* [Work request]: State how many lines in the listing include the word "between", and give no other text.

* [Supplied data]:
>>>>>

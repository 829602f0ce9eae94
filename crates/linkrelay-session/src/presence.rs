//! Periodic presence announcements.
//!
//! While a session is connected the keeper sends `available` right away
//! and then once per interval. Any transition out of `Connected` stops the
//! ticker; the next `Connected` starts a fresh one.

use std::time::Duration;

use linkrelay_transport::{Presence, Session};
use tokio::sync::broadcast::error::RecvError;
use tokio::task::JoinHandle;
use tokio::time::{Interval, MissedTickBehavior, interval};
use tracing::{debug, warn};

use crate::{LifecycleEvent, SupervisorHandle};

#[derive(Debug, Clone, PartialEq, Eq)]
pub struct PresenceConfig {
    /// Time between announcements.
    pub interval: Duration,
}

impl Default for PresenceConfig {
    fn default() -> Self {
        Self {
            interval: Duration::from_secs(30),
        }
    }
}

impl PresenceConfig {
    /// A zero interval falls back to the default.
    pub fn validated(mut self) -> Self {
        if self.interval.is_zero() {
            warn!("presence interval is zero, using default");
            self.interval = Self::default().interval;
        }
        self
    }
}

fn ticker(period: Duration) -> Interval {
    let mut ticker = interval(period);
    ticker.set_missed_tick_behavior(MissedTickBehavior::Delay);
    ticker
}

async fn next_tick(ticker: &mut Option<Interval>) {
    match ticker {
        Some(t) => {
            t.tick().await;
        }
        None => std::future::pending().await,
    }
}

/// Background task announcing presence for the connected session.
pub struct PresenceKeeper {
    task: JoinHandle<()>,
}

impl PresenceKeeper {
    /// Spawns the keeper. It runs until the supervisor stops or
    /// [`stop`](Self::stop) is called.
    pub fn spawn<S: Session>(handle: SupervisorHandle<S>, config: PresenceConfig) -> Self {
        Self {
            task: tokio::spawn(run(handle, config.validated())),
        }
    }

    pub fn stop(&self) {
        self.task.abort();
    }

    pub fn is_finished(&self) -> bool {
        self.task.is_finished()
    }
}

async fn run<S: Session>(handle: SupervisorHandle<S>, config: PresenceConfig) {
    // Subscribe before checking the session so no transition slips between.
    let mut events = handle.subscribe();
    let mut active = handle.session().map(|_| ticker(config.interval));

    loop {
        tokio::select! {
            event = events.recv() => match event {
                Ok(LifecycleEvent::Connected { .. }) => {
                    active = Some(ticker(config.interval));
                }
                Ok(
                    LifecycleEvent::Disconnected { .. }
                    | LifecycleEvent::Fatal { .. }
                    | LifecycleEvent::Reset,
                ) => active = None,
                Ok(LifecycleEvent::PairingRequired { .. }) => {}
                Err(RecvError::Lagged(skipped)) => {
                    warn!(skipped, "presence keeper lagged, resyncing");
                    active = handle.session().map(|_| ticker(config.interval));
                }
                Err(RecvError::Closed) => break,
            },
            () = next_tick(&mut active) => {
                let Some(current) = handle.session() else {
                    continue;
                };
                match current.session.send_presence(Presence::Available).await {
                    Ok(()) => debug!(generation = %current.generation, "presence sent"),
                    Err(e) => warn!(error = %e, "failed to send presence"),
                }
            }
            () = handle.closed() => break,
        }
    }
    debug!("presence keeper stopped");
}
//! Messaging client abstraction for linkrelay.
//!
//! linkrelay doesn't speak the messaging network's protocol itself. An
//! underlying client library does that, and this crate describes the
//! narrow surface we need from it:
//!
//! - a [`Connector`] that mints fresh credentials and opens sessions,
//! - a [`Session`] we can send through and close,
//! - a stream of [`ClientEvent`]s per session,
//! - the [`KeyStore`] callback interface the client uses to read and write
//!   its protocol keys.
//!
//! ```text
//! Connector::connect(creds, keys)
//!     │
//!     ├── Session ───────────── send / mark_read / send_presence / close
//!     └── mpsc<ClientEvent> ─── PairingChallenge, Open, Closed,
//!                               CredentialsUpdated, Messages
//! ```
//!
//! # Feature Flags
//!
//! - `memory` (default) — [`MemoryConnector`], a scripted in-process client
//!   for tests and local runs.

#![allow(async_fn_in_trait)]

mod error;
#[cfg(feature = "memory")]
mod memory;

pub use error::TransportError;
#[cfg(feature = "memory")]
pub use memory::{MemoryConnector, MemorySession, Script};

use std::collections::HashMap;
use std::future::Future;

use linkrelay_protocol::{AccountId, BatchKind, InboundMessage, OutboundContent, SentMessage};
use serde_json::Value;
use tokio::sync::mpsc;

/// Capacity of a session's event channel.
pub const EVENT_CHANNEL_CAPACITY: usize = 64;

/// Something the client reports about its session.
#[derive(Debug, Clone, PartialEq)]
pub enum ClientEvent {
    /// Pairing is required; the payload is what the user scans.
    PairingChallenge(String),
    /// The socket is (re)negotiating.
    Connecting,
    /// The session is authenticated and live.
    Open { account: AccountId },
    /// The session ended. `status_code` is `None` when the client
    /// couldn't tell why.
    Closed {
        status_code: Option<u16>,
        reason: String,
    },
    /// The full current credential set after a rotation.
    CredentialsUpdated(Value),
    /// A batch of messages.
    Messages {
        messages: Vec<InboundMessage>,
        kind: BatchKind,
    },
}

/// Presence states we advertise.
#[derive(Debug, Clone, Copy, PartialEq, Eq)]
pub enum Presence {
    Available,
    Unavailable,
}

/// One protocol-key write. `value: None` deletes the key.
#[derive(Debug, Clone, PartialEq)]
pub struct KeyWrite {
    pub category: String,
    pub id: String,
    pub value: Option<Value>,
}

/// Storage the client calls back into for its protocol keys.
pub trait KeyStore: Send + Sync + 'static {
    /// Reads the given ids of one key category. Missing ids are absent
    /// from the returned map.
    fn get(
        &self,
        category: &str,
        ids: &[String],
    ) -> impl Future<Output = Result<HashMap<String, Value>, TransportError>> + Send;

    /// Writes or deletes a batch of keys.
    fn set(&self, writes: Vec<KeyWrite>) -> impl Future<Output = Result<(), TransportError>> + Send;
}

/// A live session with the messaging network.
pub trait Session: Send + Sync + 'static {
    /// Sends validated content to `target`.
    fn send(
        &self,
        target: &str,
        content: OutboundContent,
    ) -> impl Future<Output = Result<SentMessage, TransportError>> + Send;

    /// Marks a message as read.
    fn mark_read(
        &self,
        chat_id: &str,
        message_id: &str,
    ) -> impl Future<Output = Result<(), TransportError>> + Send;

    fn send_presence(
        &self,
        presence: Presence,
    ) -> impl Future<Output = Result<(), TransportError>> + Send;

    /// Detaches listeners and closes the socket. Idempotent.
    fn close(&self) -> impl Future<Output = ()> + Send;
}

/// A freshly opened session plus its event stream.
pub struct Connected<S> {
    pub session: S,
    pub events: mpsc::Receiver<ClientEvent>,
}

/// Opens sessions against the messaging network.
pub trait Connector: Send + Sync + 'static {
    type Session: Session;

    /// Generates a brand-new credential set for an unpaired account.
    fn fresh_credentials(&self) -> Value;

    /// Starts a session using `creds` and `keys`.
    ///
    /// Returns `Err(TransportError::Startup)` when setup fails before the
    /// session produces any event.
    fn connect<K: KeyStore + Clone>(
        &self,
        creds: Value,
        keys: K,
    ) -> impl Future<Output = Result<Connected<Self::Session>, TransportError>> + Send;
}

<<<<<

* [Response box]: 2